Dueñas de nuestras vidas

Lic. Alicia Cáceres - 14-12-2016

 


 

Como una cachetada para despabilarnos de una ingenua dormidera, este año 2016 nos enfrentó con una escena perversa que se repite día a día como una película de terror. Es una pesadilla colectiva de la que no podemos salir aún, pero al menos, advertimos que debemos hacer lo posible para despertar. Hemos dado el paso de dejar de creer que esto es algo que les pasa a otras. Los noticieros se poblaron de rostros de mujeres de todas las edades y clases sociales, vecinas nuestras, colegas, hijas, otras que somos nosotras. Dejó de ser una noticia al pasar para instalarse en el consciente colectivo.

 

Mujeres lastimadas y mujeres muertas. Muchas mujeres, tantas, que alcanzó para que, desde lo más profundo de nosotras, tripas o alma, surgiera el grito de NI UNA MENOS, venciendo el miedo individual para convertirse en un basta! comunitario. Detrás de cada muerte y de cada mujer golpeada hay una historia que va más allá de los vínculos tóxicos construidos generalmente con sus parejas. Hay una cultura que nos impregna y en la cual vivimos con absoluto automatismo. No es posible discernir sobre asuntos que nos suceden sin ningún cuestionamiento porque forman parte de los usos y costumbres de nuestra sociedad.

 

De pronto, comenzó a generarse un enojo tan implacable y colectivo, que nos puso de pie, nos sacó de nuestras casas, nos dio una fuerza enorme para caminar bajo la lluvia al grito de NI UNA MENOS, VIVAS NOS QUEREMOS!. Reconocer, mal que nos pese, que esto está sucediendo y nadie lo está parando, porque somos nosotras las que tenemos que ocuparnos en las calles y en nuestras casas de dar vuelta a esta realidad mortal.

 

Las mujeres solemos resolver muchas de nuestras dificultades en el intercambio con otras mujeres, de consejos, experiencias, compañía, apoyo y colaboración. Pero resulta que en situaciones de abuso y violencia nos escondemos, por miedo, por vergüenza o por una idea de amor mal entendido.

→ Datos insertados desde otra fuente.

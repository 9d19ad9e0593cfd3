use std::collections::HashMap;

use crate::Animation;

#[cfg(feature = "serde")]
use serde::{Deserialize, Serialize};

/// Setup-pose data for one bone in the transform hierarchy.
///
/// Bones are owned by the skeleton; `parent` is a non-owning back-reference
/// by index into [`SkeletonData::bones`].
#[derive(Clone, Debug)]
#[cfg_attr(feature = "serde", derive(Serialize, Deserialize))]
pub struct BoneData {
    pub name: String,
    pub parent: Option<usize>,
    pub length: f32,
    pub x: f32,
    pub y: f32,
    pub scale_x: f32,
    pub scale_y: f32,
    pub rotation: f32,
    pub flip_x: bool,
    pub flip_y: bool,
    pub inherit_scale: bool,
    pub inherit_rotation: bool,
}

#[derive(Clone, Debug)]
#[cfg_attr(feature = "serde", derive(Serialize, Deserialize))]
pub struct IkConstraintData {
    pub name: String,
    /// Constrained bones, by index into [`SkeletonData::bones`].
    pub bones: Vec<usize>,
    /// Target bone, by index into [`SkeletonData::bones`].
    pub target: usize,
    /// Blend between setup pose and IK solution, in `[0, 1]`.
    pub mix: f32,
    /// ±1 elbow/knee bend sign.
    pub bend_direction: i8,
}

#[derive(Clone, Debug)]
#[cfg_attr(feature = "serde", derive(Serialize, Deserialize))]
pub struct SlotData {
    pub name: String,
    /// Owning bone, by index into [`SkeletonData::bones`].
    pub bone: usize,
    /// Setup tint, RGBA in `[0, 1]`.
    pub color: [f32; 4],
    /// Setup attachment name, if any.
    pub attachment: Option<String>,
    pub additive_blending: bool,
}

/// Named event template stored once at skeleton level. Keyed event instances
/// copy or override these defaults.
#[derive(Clone, Debug)]
#[cfg_attr(feature = "serde", derive(Serialize, Deserialize))]
pub struct EventData {
    pub name: String,
    pub int_value: i32,
    pub float_value: f32,
    pub string_value: Option<String>,
}

/// One bone's influence on a weighted mesh vertex. `x`/`y` are the vertex
/// position in the bone's coordinate space.
#[derive(Copy, Clone, Debug, PartialEq)]
#[cfg_attr(feature = "serde", derive(Serialize, Deserialize))]
pub struct VertexWeight {
    pub bone: usize,
    pub x: f32,
    pub y: f32,
    pub weight: f32,
}

#[derive(Clone, Debug)]
#[cfg_attr(feature = "serde", derive(Serialize, Deserialize))]
pub struct RegionAttachment {
    pub name: String,
    pub path: String,
    pub x: f32,
    pub y: f32,
    pub scale_x: f32,
    pub scale_y: f32,
    pub rotation: f32,
    pub width: f32,
    pub height: f32,
    pub color: [f32; 4],
    /// Corner coordinates `[x1, y1, x2, y2, x3, y3, x4, y4]` in bone space,
    /// precomputed from position/scale/rotation/size so the runtime does not
    /// recompute the transform per frame. See [`Self::update_offset`].
    pub offset: [f32; 8],
}

impl RegionAttachment {
    /// Recompute the four corner coordinates from the local transform. The
    /// corner order is bottom-left, top-left, top-right, bottom-right.
    pub fn update_offset(&mut self) {
        let local_x = -self.width / 2.0 * self.scale_x;
        let local_y = -self.height / 2.0 * self.scale_y;
        let local_x2 = self.width / 2.0 * self.scale_x;
        let local_y2 = self.height / 2.0 * self.scale_y;
        let radians = self.rotation.to_radians();
        let cos = radians.cos();
        let sin = radians.sin();
        let local_x_cos = local_x * cos + self.x;
        let local_x_sin = local_x * sin;
        let local_y_cos = local_y * cos + self.y;
        let local_y_sin = local_y * sin;
        let local_x2_cos = local_x2 * cos + self.x;
        let local_x2_sin = local_x2 * sin;
        let local_y2_cos = local_y2 * cos + self.y;
        let local_y2_sin = local_y2 * sin;
        self.offset = [
            local_x_cos - local_y_sin,
            local_y_cos + local_x_sin,
            local_x_cos - local_y2_sin,
            local_y2_cos + local_x_sin,
            local_x2_cos - local_y2_sin,
            local_y2_cos + local_x2_sin,
            local_x2_cos - local_y_sin,
            local_y_cos + local_x2_sin,
        ];
    }
}

/// Polygon hit area: flat `[x, y, x, y, …]` vertex coordinates.
#[derive(Clone, Debug)]
#[cfg_attr(feature = "serde", derive(Serialize, Deserialize))]
pub struct BoundingBoxAttachment {
    pub name: String,
    pub vertices: Vec<f32>,
}

#[derive(Clone, Debug)]
#[cfg_attr(feature = "serde", derive(Serialize, Deserialize))]
pub struct MeshAttachment {
    pub name: String,
    pub path: String,
    /// Texture coordinates within the region, flat `[u, v, …]`, one pair per
    /// vertex. Unscaled; remapping into an atlas page is the renderer's job.
    pub region_uvs: Vec<f32>,
    /// Triangle list indexing vertices (stored as 16-bit in the file).
    pub triangles: Vec<u32>,
    /// Rest-pose vertex coordinates, flat `[x, y, …]`.
    pub vertices: Vec<f32>,
    pub color: [f32; 4],
    /// Number of vertex *coordinates* forming the outer silhouette (the file
    /// stores a vertex-pair count; it is doubled on read).
    pub hull_length: usize,
    /// Only present when the export carries nonessential data.
    pub edges: Vec<i32>,
    pub width: f32,
    pub height: f32,
}

impl MeshAttachment {
    /// Length of an FFD frame's vertex array targeting this mesh.
    pub fn world_coordinate_count(&self) -> usize {
        self.vertices.len()
    }
}

#[derive(Clone, Debug)]
#[cfg_attr(feature = "serde", derive(Serialize, Deserialize))]
pub struct SkinnedMeshAttachment {
    pub name: String,
    pub path: String,
    pub region_uvs: Vec<f32>,
    pub triangles: Vec<u32>,
    /// Bone influences, one list per final vertex. Variable fan-out: each
    /// vertex may be weighted to a different number of bones.
    pub weights: Vec<Vec<VertexWeight>>,
    pub color: [f32; 4],
    pub hull_length: usize,
    pub edges: Vec<i32>,
    pub width: f32,
    pub height: f32,
}

impl SkinnedMeshAttachment {
    /// Length of an FFD frame's vertex array targeting this mesh: two
    /// coordinates per bone influence.
    pub fn world_coordinate_count(&self) -> usize {
        self.weights.iter().map(|w| w.len()).sum::<usize>() * 2
    }
}

/// A drawable or geometric shape assignable to a slot via a skin.
#[derive(Clone, Debug)]
#[cfg_attr(feature = "serde", derive(Serialize, Deserialize))]
pub enum Attachment {
    Region(RegionAttachment),
    BoundingBox(BoundingBoxAttachment),
    Mesh(MeshAttachment),
    SkinnedMesh(SkinnedMeshAttachment),
}

impl Attachment {
    pub fn name(&self) -> &str {
        match self {
            Self::Region(a) => &a.name,
            Self::BoundingBox(a) => &a.name,
            Self::Mesh(a) => &a.name,
            Self::SkinnedMesh(a) => &a.name,
        }
    }
}

/// A named override set mapping `(slot index, attachment name)` to an
/// attachment. Skins exclusively own their attachments; there is no sharing
/// across skins in this format.
#[derive(Clone, Debug)]
#[cfg_attr(feature = "serde", derive(Serialize, Deserialize))]
pub struct Skin {
    pub name: String,
    /// One map per slot, indexed by slot index.
    pub attachments: Vec<HashMap<String, Attachment>>,
}

impl Skin {
    pub fn attachment(&self, slot_index: usize, name: &str) -> Option<&Attachment> {
        self.attachments.get(slot_index)?.get(name)
    }
}

/// The immutable template of bones, slots, skins, events and animations for
/// one rigged character, built by a full parse and shared read-only by many
/// posed instances afterward.
#[derive(Clone, Debug)]
#[cfg_attr(feature = "serde", derive(Serialize, Deserialize))]
pub struct SkeletonData {
    pub hash: Option<String>,
    pub version: Option<String>,
    pub width: f32,
    pub height: f32,
    pub bones: Vec<BoneData>,
    pub ik_constraints: Vec<IkConstraintData>,
    pub slots: Vec<SlotData>,
    /// All skins. When a "default" skin is present it is always at index 0,
    /// regardless of the file order of the named skins.
    pub skins: Vec<Skin>,
    /// Index of the "default" skin in `skins`, if present.
    pub default_skin: Option<usize>,
    pub events: Vec<EventData>,
    pub animations: Vec<Animation>,
}

impl SkeletonData {
    pub fn bone_index(&self, name: &str) -> Option<usize> {
        self.bones.iter().position(|b| b.name == name)
    }

    pub fn slot_index(&self, name: &str) -> Option<usize> {
        self.slots.iter().position(|s| s.name == name)
    }

    pub fn event_index(&self, name: &str) -> Option<usize> {
        self.events.iter().position(|e| e.name == name)
    }

    pub fn skin(&self, name: &str) -> Option<&Skin> {
        self.skins.iter().find(|s| s.name == name)
    }

    pub fn animation(&self, name: &str) -> Option<(usize, &Animation)> {
        self.animations
            .iter()
            .enumerate()
            .find(|(_, a)| a.name == name)
    }
}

Sea como sea, quedarse sola nunca es una buena estrategia.

 

Quiero aclarar que no estoy dividiendo el mundo en Hombres malos y Mujeres buenas. Luces y sombras tenemos todos, y soy consciente de la violencia de que puede ser capaz también una mujer. Así de como muchos hombres nos acompañaron a las marchas y nos acompañan en la vida, con mucho coraje y amor. Lo que quiero enfatizar hoy es que nuestra sociedad, nuestra cultura, tiene aún (y falta mucho camino por recorrer) a la mujer como una minoría discriminada y sometida. Y de esto también las mujeres somos responsables, por sostener usos y costumbres sin replantear y por acomodarnos por cobardía o comodidad a situaciones que se repiten de generación en generación.

 

Al día de hoy el nacimiento de un varón es más celebrado que el de una mujer por muchas parejas. Muchas personas siguen separando rígidamente juegos y vestimentas (colores incluidos) para niños y niñas. En muchos hogares se infunde sutilmente o frontalmente la idea de que las niñas deben cuidar especialmente sus cualidades de belleza y buenos modos, como estrategia para ubicarse mejor socialmente. Las costumbres hogareñas sobre quien se ocupa de las tareas domésticas están lejos de ser equilibradamente repartidas, generalmente aún la mujer que trabaja fuera del hogar tiene más carga de trabajo en la casa. Muchas mujeres son discriminadas como candidatas a puestos de trabajo por estar en un periodo fértil de la vida. Temas como métodos de anticoncepción, aborto, protagonismo en el embarazo y el parto, derecho a decidir ser soltera, no tener hijos y a una sexualidad libre, son tabú para la mayoría de la gente. Recién ahora se está legislando para poner coto al acoso en la calle, al que ya casi nos habíamos acostumbrado. En las conversaciones es notable como muchas veces se da por sentado que, si una mujer se viste de tal o cual forma, o si viaja sola, o si es firme en su forma de expresarse, está buscando problemas. En fin, mil ejemplos que muchas veces no miramos y no reflexionamos sobre ellos, sin darnos cuenta de la pérdida de dignidad y libertad que conlleva esta conducta irresponsable.

 

Vivas nos queremos, no para vivir ingenuamente ni para desperdiciar la vida. Nos queremos vivas y dueñas de nuestras vidas. Para aportarle algo al mundo, porque somos capaces de crear, nutrir, proteger y educar, y esto nos hace necesarias para construir un mundo mejor. Para ser dueñas de nuestras vidas necesitamos educación, seguridad, respeto y reconocimiento. Pero sobre todo necesitamos salir de lo conocido, ser capaces de pensarnos y tener el coraje de elegir, de ser responsables por nosotras mismas.

 

No nos durmamos en los laureles, que no nos duerman con cuentos de hadas. Despiertas nos queremos, para vivir con conciencia y dignidad.

 

 

Alicia Cáceres

 

El Pozo de Agua

 


 

Ana Cejas - Vivas nos queremos 

 

Mil gracias Ana!!!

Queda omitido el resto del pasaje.